> **Your instructions**: Work through the data below and give the number of lines holding the word "MeshSizeFromPoints", without any other text.

> **Record excerpts**:
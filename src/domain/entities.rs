//! Domain entities: geometric and topological objects handed to the engine

use std::fmt;

/// Integer tag identifying an engine entity or a physical group.
#[derive(Debug, Clone, Copy, PartialEq, Eq, PartialOrd, Ord, Hash)]
pub struct Tag(pub i32);

impl Tag {
    pub fn value(self) -> i32 {
        self.0
    }
}

impl fmt::Display for Tag {
    fn fmt(&self, f: &mut fmt::Formatter<'_>) -> fmt::Result {
        fmt::Display::fmt(&self.0, f)
    }
}

/// Topological dimension of an entity.
#[derive(Debug, Clone, Copy, PartialEq, Eq, PartialOrd, Ord, Hash)]
pub enum Dim {
    Point = 0,
    Curve = 1,
    Surface = 2,
}

impl Dim {
    pub fn as_i32(self) -> i32 {
        self as i32
    }

    pub fn from_i32(value: i32) -> Option<Self> {
        match value {
            0 => Some(Dim::Point),
            1 => Some(Dim::Curve),
            2 => Some(Dim::Surface),
            _ => None,
        }
    }

    /// Keyword used by gmsh for this dimension (`Point`, `Curve`, `Surface`).
    pub fn keyword(self) -> &'static str {
        match self {
            Dim::Point => "Point",
            Dim::Curve => "Curve",
            Dim::Surface => "Surface",
        }
    }
}

impl fmt::Display for Dim {
    fn fmt(&self, f: &mut fmt::Formatter<'_>) -> fmt::Result {
        write!(f, "{}", self.as_i32())
    }
}

/// An entity reference as returned by enumeration: `(dim, tag)`.
#[derive(Debug, Clone, Copy, PartialEq, Eq, PartialOrd, Ord, Hash)]
pub struct EntityRef {
    pub dim: Dim,
    pub tag: Tag,
}

impl EntityRef {
    pub fn new(dim: Dim, tag: Tag) -> Self {
        Self { dim, tag }
    }

    pub fn surface(tag: Tag) -> Self {
        Self::new(Dim::Surface, tag)
    }
}

/// Vertex with a target mesh size.
#[derive(Debug, Clone, Copy, PartialEq)]
pub struct Point {
    pub tag: Tag,
    pub x: f64,
    pub y: f64,
    pub z: f64,
    /// Target element size near this point
    pub mesh_size: f64,
}

/// Straight edge between two previously defined points.
#[derive(Debug, Clone, Copy, PartialEq, Eq)]
pub struct Line {
    pub tag: Tag,
    pub start: Tag,
    pub end: Tag,
}

/// Full circle in the z = 0 plane.
#[derive(Debug, Clone, Copy, PartialEq)]
pub struct Circle {
    pub tag: Tag,
    pub x: f64,
    pub y: f64,
    pub z: f64,
    pub radius: f64,
}

/// Closed cycle of curves.
#[derive(Debug, Clone, PartialEq, Eq)]
pub struct CurveLoop {
    pub tag: Tag,
    pub curves: Vec<Tag>,
}

/// Surface filling a single curve loop.
#[derive(Debug, Clone, Copy, PartialEq, Eq)]
pub struct Surface {
    pub tag: Tag,
    pub curve_loop: Tag,
}

/// Boolean difference `object - union(tools)`; both operands are deleted.
#[derive(Debug, Clone, PartialEq, Eq)]
pub struct Cut {
    pub tag: Tag,
    pub object: Vec<EntityRef>,
    pub tools: Vec<EntityRef>,
}

/// Named group of entities that survives into the mesh file.
#[derive(Debug, Clone, PartialEq, Eq)]
pub struct PhysicalGroup {
    pub dim: Dim,
    pub id: i32,
    pub name: String,
    pub members: Vec<Tag>,
}

impl PhysicalGroup {
    pub fn new(dim: Dim, id: i32, name: impl Into<String>, members: Vec<Tag>) -> Self {
        Self {
            dim,
            id,
            name: name.into(),
            members,
        }
    }
}

/// Global meshing options applied before generation.
#[derive(Debug, Clone, Copy, PartialEq)]
pub struct MeshOptions {
    pub size_from_points: bool,
    pub extend_from_boundary: bool,
    pub size_min: f64,
    pub size_max: f64,
}

/// Upper element size bound as a multiple of `lc`.
pub const MAX_SIZE_FACTOR: f64 = 100.0;

impl MeshOptions {
    /// Sizes driven purely by point targets, clamped to `[lc, 100 * lc]`.
    pub fn for_target_size(lc: f64) -> Self {
        Self {
            size_from_points: true,
            extend_from_boundary: false,
            size_min: lc,
            size_max: MAX_SIZE_FACTOR * lc,
        }
    }

    /// Engine option names and values, in the order they are applied.
    pub fn engine_options(&self) -> Vec<(&'static str, f64)> {
        vec![
            ("Mesh.MeshSizeFromPoints", flag(self.size_from_points)),
            ("Mesh.MeshSizeExtendFromBoundary", flag(self.extend_from_boundary)),
            ("Mesh.MeshSizeMin", self.size_min),
            ("Mesh.MeshSizeMax", self.size_max),
        ]
    }
}

fn flag(on: bool) -> f64 {
    if on {
        1.0
    } else {
        0.0
    }
}

#[cfg(test)]
mod tests {
    use super::*;

    #[test]
    fn given_lc_when_building_mesh_options_then_clamps_to_hundredfold_range() {
        let opts = MeshOptions::for_target_size(0.0005);
        let named = opts.engine_options();

        assert_eq!(named[0], ("Mesh.MeshSizeFromPoints", 1.0));
        assert_eq!(named[1], ("Mesh.MeshSizeExtendFromBoundary", 0.0));
        assert_eq!(named[2], ("Mesh.MeshSizeMin", 0.0005));
        assert!((named[3].1 - 0.05).abs() < 1e-12);
    }

    #[test]
    fn test_dim_round_trip() {
        for dim in [Dim::Point, Dim::Curve, Dim::Surface] {
            assert_eq!(Dim::from_i32(dim.as_i32()), Some(dim));
        }
        assert_eq!(Dim::from_i32(3), None);
    }
}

> **Result of the task**: 2